At SomnoMed, the contest and infosite represent a significant brand shift, one that has relied on relationships like those described above. The shift has used content and relationship marketing to better meet the needs of SomnoMed's customers and to project its own company voice-something absolutely vital in an era when customers expect access to plenty of information before they contact potential vendors. Anthony draws on her knowledge that "by the time [a customer] calls your company, they've conducted a little over 50% of their research already." They've been greatly influenced by content online as well as talking to their friends, professional peers, or families. "My personal experience in the market taught me that it's a good idea to listen to the customer and what they want. None of our competitors were doing [that]; we weren't even doing [that] in terms of creating an actual outlet and portal for people to come and get the information they need." The need was obvious to Anthony when, shortly after joining the company in July 2014, she created a small dental sleep marketing toolkit. The response from dentists was huge-"We got so much positive feedback," she says.
But changing paradigms is never easy. Businesses are naturally protective of trade secrets and in-house strengths. "One of the things that is absolutely new in this era of doing business is that you have to give your best content away," says Anthony. Giving away content, as strange as it may seem for an oral device company, has paid off thus far. The SomnoMed blog, a major focus of their rebranding efforts, has resulted in a 30% increase in traffic to their site. At press time, recent topics included dental sleep branding, factors to consider for minorities, insurance billing for sleep disorders, and how dental practices can create engaging blogs of their own.

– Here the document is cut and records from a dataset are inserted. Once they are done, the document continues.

//! `CompiledST`: the artifact the compiler produces and the interpreter
//! executes — bytecode, the string pool it indexes into, and the formal
//! argument list new `ST` instances are stamped out from.

use indexmap::IndexMap;
use st_core::{Span, StringTable};

use crate::formal_argument::FormalArgument;

/// How a region template came to exist, mirroring the reference engine's
/// `RegionType`. `Implicit` is the blank placeholder auto-registered the
/// first time an enclosing template references `<@name()>` with no
/// explicit definition yet in scope; it may be overridden by exactly one
/// `Explicit` (`@owner.name() ::= "..."`) or `Embedded` (`<@name>...<@end>`)
/// definition, after which a further redefinition is an error.
#[derive(Clone, Copy, Debug, PartialEq, Eq)]
pub enum RegionDefType {
    Implicit,
    Embedded,
    Explicit,
}

/// A compiled template.
///
/// `formal_arguments` is the one field that needs copy-on-write semantics:
/// multiple `ST` instances are typically stamped out from the same
/// `CompiledST` (`Group::get_instance_of` hands out a fresh `ST` each call,
/// all sharing one `Rc<CompiledST>`), but a template defined with no
/// declared argument list may still receive attributes dynamically via
/// `ST::add`. The first such `add` on a shared, argument-less `CompiledST`
/// must clone it (see `clone_for_dynamic_args`) so that sibling instances
/// stamped from the same template are not mutated by each other's `add`
/// calls.
#[derive(Clone, Debug)]
pub struct CompiledST {
    pub name: String,
    /// Fully-qualified group path this template was defined under, e.g.
    /// `/a/b` for a template named `c` nested under group dir `a/b`.
    pub prefix: String,
    pub template_text: String,
    pub code: Vec<u8>,
    pub strings: StringTable,
    /// Declared in source order; `None` means "no formal arg list was
    /// written", which is what makes dynamic `add()` legal in the first
    /// place (see `has_formal_args`).
    pub formal_arguments: IndexMap<String, FormalArgument>,
    /// `false` for templates compiled without a declared `(args)` list,
    /// e.g. `t() ::= "<x>"` where `x` was never declared — such templates
    /// accept arbitrary attributes via `ST::add`, copying the `CompiledST`
    /// on first use so sibling instances are unaffected.
    pub has_formal_args: bool,
    /// Names of the `{...}` sub-templates embedded in this template's
    /// source; defined into the owning `Group` lazily on first reference.
    pub implicitly_defined_templates: Vec<String>,
    pub is_anon_subtemplate: bool,
    /// `true` for a region template (`/region__<owner>__<name>`), whether
    /// it was installed as an implicit blank, an embedded body, or an
    /// explicit `@owner.name() ::= "..."` definition; `region_def_type`
    /// distinguishes which.
    pub is_region: bool,
    pub region_def_type: Option<RegionDefType>,
    /// Per-instruction-address source span, used for error messages that
    /// need to point at a byte range in the template's source text.
    pub source_map: Vec<(u16, Span)>,
    pub span: Span,
}

impl CompiledST {
    pub fn new(name: impl Into<String>, prefix: impl Into<String>, template_text: impl Into<String>) -> Self {
        Self {
            name: name.into(),
            prefix: prefix.into(),
            template_text: template_text.into(),
            code: Vec::new(),
            strings: StringTable::new(),
            formal_arguments: IndexMap::new(),
            has_formal_args: false,
            implicitly_defined_templates: Vec::new(),
            is_anon_subtemplate: false,
            is_region: false,
            region_def_type: None,
            source_map: Vec::new(),
            span: Span::default(),
        }
    }

    pub fn full_name(&self) -> String {
        if self.prefix.is_empty() || self.prefix == "/" {
            format!("/{}", self.name)
        } else {
            format!("{}/{}", self.prefix.trim_end_matches('/'), self.name)
        }
    }

    /// Declare a new formal argument, assigning it the next index.
    ///
    /// # Panics
    /// Panics on a duplicate name; the compiler must have already raised
    /// `ErrorKind::ParameterRedefinition` before calling this.
    pub fn add_arg(&mut self, mut arg: FormalArgument) {
        assert!(
            !self.formal_arguments.contains_key(&arg.name),
            "duplicate formal argument {}",
            arg.name
        );
        arg.index = self.formal_arguments.len();
        self.formal_arguments.insert(arg.name.clone(), arg);
    }

    /// The source span covering `[start, stop]` of this template's source
    /// map, used to report the text of an anonymous sub-template.
    pub fn template_range(&self) -> Span {
        self.source_map
            .iter()
            .fold(None, |acc: Option<Span>, (_, s)| {
                Some(match acc {
                    Some(a) => a.union(*s),
                    None => *s,
                })
            })
            .unwrap_or(self.span)
    }

    /// Clone this `CompiledST` for copy-on-write: called the first time an
    /// argument-less template instance receives an attribute via
    /// `ST::add`, so that other instances stamped from the same shared
    /// `CompiledST` keep their original (empty) formal argument list.
    pub fn clone_for_dynamic_args(&self) -> Self {
        self.clone()
    }
}

#[cfg(test)]
mod tests {
    use super::*;
    use st_core::Span;

    #[test]
    fn full_name_joins_prefix_and_name() {
        let c = CompiledST::new("greeting", "/a/b", "hi");
        assert_eq!(c.full_name(), "/a/b/greeting");
    }

    #[test]
    fn full_name_at_root_has_single_leading_slash() {
        let c = CompiledST::new("greeting", "/", "hi");
        assert_eq!(c.full_name(), "/greeting");
    }

    #[test]
    fn add_arg_assigns_sequential_indices() {
        let mut c = CompiledST::new("t", "/", "<a><b>");
        c.add_arg(FormalArgument::new("a", 0, Span::default()));
        c.add_arg(FormalArgument::new("b", 0, Span::default()));
        assert_eq!(c.formal_arguments["a"].index, 0);
        assert_eq!(c.formal_arguments["b"].index, 1);
    }

    #[test]
    #[should_panic(expected = "duplicate formal argument")]
    fn add_arg_rejects_duplicates() {
        let mut c = CompiledST::new("t", "/", "<a>");
        c.add_arg(FormalArgument::new("a", 0, Span::default()));
        c.add_arg(FormalArgument::new("a", 0, Span::default()));
    }

    #[test]
    fn clone_for_dynamic_args_is_independent() {
        let mut c = CompiledST::new("t", "/", "<a>");
        let mut clone = c.clone_for_dynamic_args();
        clone.add_arg(FormalArgument::new("a", 0, Span::default()));
        assert!(c.formal_arguments.is_empty());
        assert_eq!(clone.formal_arguments.len(), 1);
    }
}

Everyone's a winner, really
Remember the "self-professed brand ambassador" from the opening of this article? That dentist actually exists, and there are more like him. His name is Thomas Armstrong, DDS, of Bakersfield, California. He won the Extreme Marketing Makeover contest by being randomly selected from a pool of about 200 entries. As the winner, Dr. Armstrong received a customized patient testimonial video, a co-branded marketing brochure, SomnoMed Academy training for his entire office, and other winnings valued at $25,000. Because SomnoMed used in-house resources, the actual cost to the company was much less. Dr. Armstrong was so pleased with his experience, according to Anthony, that he requested a special "SomnoMed Ambassador" button to wear to conferences and trade shows. "As the inaugural office, we were over the top with excitement to be part of this program," Armstrong says. "Now that SomnoMed is setting up for the next contest, it's time to join the 'family' if you're not a member yet."
Beyond Dr. Armstrong's winnings, SomnoMed's marketing department will continue to engage and evaluate how to best serve its customers in an ongoing relationship. The entire program can be perhaps best understood by Anthony's own example: Imagine that you meet a new acquaintance who you like well enough, but who has a habit of only showing up when he or she needs something. "You probably aren't going to enjoy that relationship too long," Anthony says, laughing. "But if they're coming to you and looking out for your needs, and trying to provide value, then it's going to cause you to say, 'Hey, this person is different,' or 'this company is different.' And that's what we want to be. We want to be different."